A few weeks ago I told you about The Seattle Times and its series following Gloria, an 11 year old battling childhood cancer. This week, I came across a series on The Oregonian which was also allowing a patient to share her dying weeks. But this story was very different. The story followed Lovelle Svart, who had terminal lung cancer. But this was not a story about a woman dying from cancer. You see, Oregon is the only state in the United States that allows physician-assisted suicide. This was the chronicle of a patient going through the process to choose "death with dignity."

The link to the series is here http://next.oregonianextra.com/lovelle/about.

Lovelle's story is part of a series called Oregonian Next. Here's how they describe the series: "The Oregonian wants to offer an online home where we can give voice to people who are going through transitions in their lives. They can offer a gift of experiences and wisdom that we all can learn from, whatever comes next."

Like Gloria's series, this series allows a woman to share her thoughts and feelings in her final weeks, and perhaps teach others in the process. Sometimes the best thing we can offer someone in a time of illness is the chance to be heard.

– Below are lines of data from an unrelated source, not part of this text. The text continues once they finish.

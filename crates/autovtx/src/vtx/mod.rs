//! Edge-pair classification and the VTX (weld/slice/extend) decision.
//!
//! Purpose
//! - `classify_edge_pair`: decide, for two mesh edges, whether they share a
//!   vertex, are skew, or meet at a point (and which finite edges contain it).
//! - `plan`: turn a classified pair into the VTX case the host should apply.
//! - `EdgePair::from_selection`: the host-side precondition (exactly two
//!   visible selected edges), captured as an explicit snapshot.
//!
//! Why this design
//! - Pure value-in/value-out; the nearest-points primitive is injected via
//!   `geom3::LineLineNearest` so the decision logic is testable on its own.
//! - Expected configurations (shared vertex, skew) are result variants; only
//!   undefined geometry and broken input are errors.
//!
//! Code cross-refs: `geom3::{point_on_segment, Approach, ClosedForm}`.

mod classify;
mod plan;
mod selection;
mod types;

pub use classify::{classify_edge_pair, classify_edge_pair_with, ClassifyError, Intersection};
pub use plan::{closest_endpoint, plan, VtxPlan};
pub use selection::{EdgePair, MeshEdge};
pub use types::Edge;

Wednesday, October 3, 2007

lingering misconceptions

October is Breast Cancer Awareness month and the pink ribbons are everywhere and on everything. Despite the huge awareness campaigns and media coverage, breast cancer myths still abound. The National Breast Cancer Coalition recently published a survey of 1,000 women, asking them questions about breast cancer and risk. The New York Times mentioned the survey in its wellness blog "Well." http://well.blogs.nytimes.com/2007/10/01/despite-awareness-campaigns-breast-cancer-myths-linger/

But even more interesting than the blog, are the comments about the blog. Many posts accused the media of perpetuating myths and furthering confusion about risk and breast cancer. Many people struggle with issues of numeracy and risk perception.

Are the media making it worse?

Tuesday, October 2, 2007

Last Lecture

I came across a New York Times blog about a Washington Post article about Carengie Mellon Professor Randy Pausch. Earlier in September, he took part in the Last Lecture series, a series of lectures in which professors are asked to think deeply about the topics that most capture them and to give a hypothetical final speech about the topic. But for Professor Pausch, this isn't hypothetical. He is dying of pancreatic cancer. But he refuses to feel sorry for himself or let others feel sorry for him. He even did one-arm push-ups on stage. He took the stage to encourage others to pursue their dreams and to overcome roadblocks on the path to your dreams. He encouraged his colleagues and loved ones to continue to do great things without him.

Here's a link to a clip of the speech:
http://link.brightcove.com/services/link/bcpid452319854/bctid1199157902

Here's the full two hour lecture from Carnegie Mellon:
http://www.etc.cmu.edu/global_news/?q=node/42

Here's someone who is making sure he shares his final thoughts with those he loves and in doing so inspiring us all to go for our dreams.

Monday, October 1, 2007

Doctors on TV

Dr. Farrell was on Fox 6 Wake Up this morning, along with Angela Gill, a research associate who also has sickle cell disease. The intention, at least from our perspective, was to tell people about this event we are holding tomorrow to solicit community input on a new communication research project. We want to get community input on how they would want to hear about newborn screening results from their doctor, what information the patients would want to know.

Of course, talking about counseling isn't sexy. But talking about disease, and pain, and children having strokes, now that's good television. So the anchor steered it more towards the disease itself than we would have liked, rather than about the counseling process and the community event. But Dr. Farrell and Angela both managed to bring it back to the event, and we got a least one phone call about the event because of the appearance. And it was kind of entertaining. And apparently Dr. Farrell's three kids were thoroughly impressed that dad was on television. Not bad for a day's work.